John Gallagher

A Bash Puzzle

April 2022

Quick quiz: do these two snippets of Bash do the same thing?

Snippet 1:

someCommand
otherCommand
Snippet 2:
if true; then
    someCommand
    otherCommand
fi
At first glance it might seem like the answer should be 'yes', those two snippets do the same thing. Since the conditional always evaluates to 'true', the commands in the if statement are always executed, as they would be if they were not inside an if statement.

The correct answer, though, is that it depends!

One way that these two snippets could behave differently is if one of the two commands did some sort of introspection. Say, for example, it found the file containing its own source code and checked whether that code contained the string "if true; then", and behaved differently based on whether or not that string was present. This would be a pretty strange thing to do in a normal program. Indeed, I've never come across this sort of program in the wild, and that's not what this post is about.

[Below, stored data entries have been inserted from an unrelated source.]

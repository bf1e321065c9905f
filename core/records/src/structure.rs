//! Structure records.

use serde::{Deserialize, Serialize};

use fieldbook_common::{EntityId, Timestamp};

/// A physical asset inspected within a project (bridge, building, tank).
#[derive(Debug, Clone, PartialEq, Serialize, Deserialize)]
#[serde(rename_all = "camelCase")]
pub struct Structure {
    pub id: EntityId,
    pub project_id: EntityId,
    pub name: String,
    #[serde(default)]
    pub kind: Option<String>,
    pub updated_at: Timestamp,
    #[serde(default)]
    pub deleted_at: Option<Timestamp>,
}

impl Structure {
    /// Create a new, not yet stamped structure.
    pub fn new(project_id: EntityId, name: impl Into<String>) -> Self {
        Self {
            id: EntityId::generate(),
            project_id,
            name: name.into(),
            kind: None,
            updated_at: Timestamp::ZERO,
            deleted_at: None,
        }
    }
}

crate::impl_entity!(Structure, "structures", parent = "projects", project_id);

However, I have encountered a case where code I worked on for a living behaved differently depending on whether or not it was wrapped in an if statement whose condition always evaluated to 'true'. How could this be? Well, let's say someCommand is something that consumes stdin, e.g. cat >/dev/null. For otherCommand we could choose anything; let's pick echo "hello", just so that we can tell if it executes. Now let's run both snippets:

Snippet 1:

$ bash <<-EOF
cat >/dev/null
echo "hello"
EOF
$
Snippet 2:
$ bash <<-EOF
if true; then
    cat >/dev/null
    echo "hello"
fi
EOF
hello
$
The second snippet printed 'hello', which is what we probably expected. But how could the first snippet not have printed 'hello'? How could it matter whether a couple lines of code are inside or outside of an if true block?

To understand this behavior, there are two key things to note:

In particular, this is what happens when the first snippet executes:
  1. The bash process hasn't been provided with a source file or the -c option, so it starts reading commands from stdin. It parses as far as the end of the first full command (cat >/dev/null).
  2. The bash process executes the command it just parsed, starting a cat subprocess. Since we didn't use any stdin redirection, the cat process inherits stdin from the bash parent process.
  3. The cat subprocess reads from stdin, since we didn't specify any files for it to read from. When the subprocess reads from stdin, it reads from the same pipe as the parent process, the pipe containing the contents of the heredoc. It consumes the next bytes in the pipe, which are echo "hello", and writes them to /dev/null. Having reached the end of the contents in the pipe, the cat process exits.
  4. The bash process tries to read the next command from stdin, but finds nothing left in the pipe, and so exits.
Essentially, the subprocess is consuming the code that we intended Bash to read.

Why doesn't this happen when you add the if true, as in the second snippet?

When passed code via stdin, Bash reads, parses, and executes one statement at a time, a behavior that is useful when Bash is invoked interactively. When it encounters an if statement, it reads to the end of the statement, the corresponding fi. Thus, the bash process ends up reading the entirety of the input before the cat process can steal it. If there were more statements after the end of the if statement though, they would fail to execute:

$ bash <<-EOF
if true; then
    cat >/dev/null
    echo "hello"
fi
echo "hello2"
EOF
hello
$

Side Note

This could all be avoided by putting the commands in a file, or by using the -c option to pass the code as a command line argument. Why would you ever run Bash code by passing it via stdin? In our case, this was part of a utility that, among other things, would run code on various remote machines:

ssh someuser@somemachine bash <<-EOF
    ... some code ...
EOF
This was more convenient than copying a file onto the remote before executing, and simpler than -c with regards to escaping. Things went wrong when occasionally, deep in the process tree created by executing the code in the heredoc, something would read from stdin. The result was that I was for a while very puzzled when the commands at the end of the block of code would fail to execute, even though they were clearly right there in the execution path.

Takeaway

If you have to pipe commands to Bash, then make sure none of the commands consume the stdin of the parent bash process. If they do need to read from stdin, redirect the appropriate thing, or maybe use </dev/null if you know the command doesn't need to read anything but will try anyway.